==== DATA RECORDS

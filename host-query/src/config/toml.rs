use crate::log::warn;
use anyhow::anyhow;
use host_query_lib::{HostQueryBuildError, HostQueryConfig, HostQueryConfigBuilder, PublishMode, RetryConfig};
use serde::Deserialize;
use std::{collections::HashSet, fs, time::Duration};

#[derive(Deserialize, Debug, Default, PartialEq, Eq, Clone)]
pub struct ConfigToml {
  /// Base URL of the resolution service, may already contain query parameters
  pub api_url: Option<String>,
  /// Fallback host when resolution yields an empty value
  pub default_upstream: Option<String>,
  /// Assume TLS when the resolved host carries neither scheme nor port
  pub default_https_scheme: Option<bool>,
  /// Bound on a single lookup request in milliseconds
  pub query_timeout_msec: Option<u64>,
  /// Lifetime of cached resolutions in seconds; absent disables caching
  pub cache_ttl_secs: Option<u64>,
  /// "variable" or "header"
  pub publish_mode: Option<String>,
  /// Opt-in bounded retry of transient lookup failures
  pub retry: Option<RetryToml>,
}

#[derive(Deserialize, Debug, Default, PartialEq, Eq, Clone)]
pub struct RetryToml {
  pub max_attempts: Option<u32>,
  pub base_delay_msec: Option<u64>,
  pub max_delay_msec: Option<u64>,
}

impl ConfigToml {
  pub fn new(config_file: &str) -> Result<Self, anyhow::Error> {
    let config_str = fs::read_to_string(config_file)?;
    Self::from_str(&config_str)
  }

  fn from_str(config_str: &str) -> Result<Self, anyhow::Error> {
    // Check unused fields during deserialization
    let t = toml::de::Deserializer::new(config_str);
    let mut unused = HashSet::new();

    let res = serde_ignored::deserialize(t, |path| {
      unused.insert(path.to_string());
    })
    .map_err(|e| anyhow!(e));

    if !unused.is_empty() {
      let str = unused.iter().fold(String::new(), |acc, x| acc + x + "\n");
      warn!("Configuration file contains unsupported fields. Check typos:\n{}", str);
    }

    res
  }
}

impl TryFrom<ConfigToml> for HostQueryConfig {
  type Error = anyhow::Error;

  fn try_from(config_toml: ConfigToml) -> Result<Self, Self::Error> {
    let Some(api_url) = config_toml.api_url else {
      return Err(anyhow!("api_url is required"));
    };

    let mut builder = HostQueryConfigBuilder::default();
    builder.api_url(api_url);

    if let Some(v) = config_toml.default_upstream {
      builder.default_upstream(v);
    }
    if let Some(v) = config_toml.default_https_scheme {
      builder.default_https_scheme(v);
    }
    if let Some(v) = config_toml.query_timeout_msec {
      builder.query_timeout(Duration::from_millis(v));
    }
    if let Some(v) = config_toml.cache_ttl_secs {
      builder.cache_ttl(Some(Duration::from_secs(v)));
    }
    if let Some(v) = config_toml.publish_mode {
      let mode: PublishMode = v.as_str().try_into()?;
      builder.publish_mode(mode);
    }
    if let Some(retry_toml) = config_toml.retry {
      let defaults = RetryConfig::default();
      builder.retry(Some(RetryConfig {
        max_attempts: retry_toml.max_attempts.unwrap_or(defaults.max_attempts),
        base_delay: retry_toml
          .base_delay_msec
          .map(Duration::from_millis)
          .unwrap_or(defaults.base_delay),
        max_delay: retry_toml
          .max_delay_msec
          .map(Duration::from_millis)
          .unwrap_or(defaults.max_delay),
      }));
    }

    let config = builder.build().map_err(HostQueryBuildError::from)?;
    config.validate()?;
    Ok(config)
  }
}

/* ---------------------------------------------------------- */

========

EXERCISE AIM
Every line of the listing that holds "RetryConfig" should be found and copied.

ANSWER BELOW
use host_query_lib::{HostQueryBuildError, HostQueryConfig, HostQueryConfigBuilder, PublishMode, RetryConfig};
      let defaults = RetryConfig::default();
      builder.retry(Some(RetryConfig {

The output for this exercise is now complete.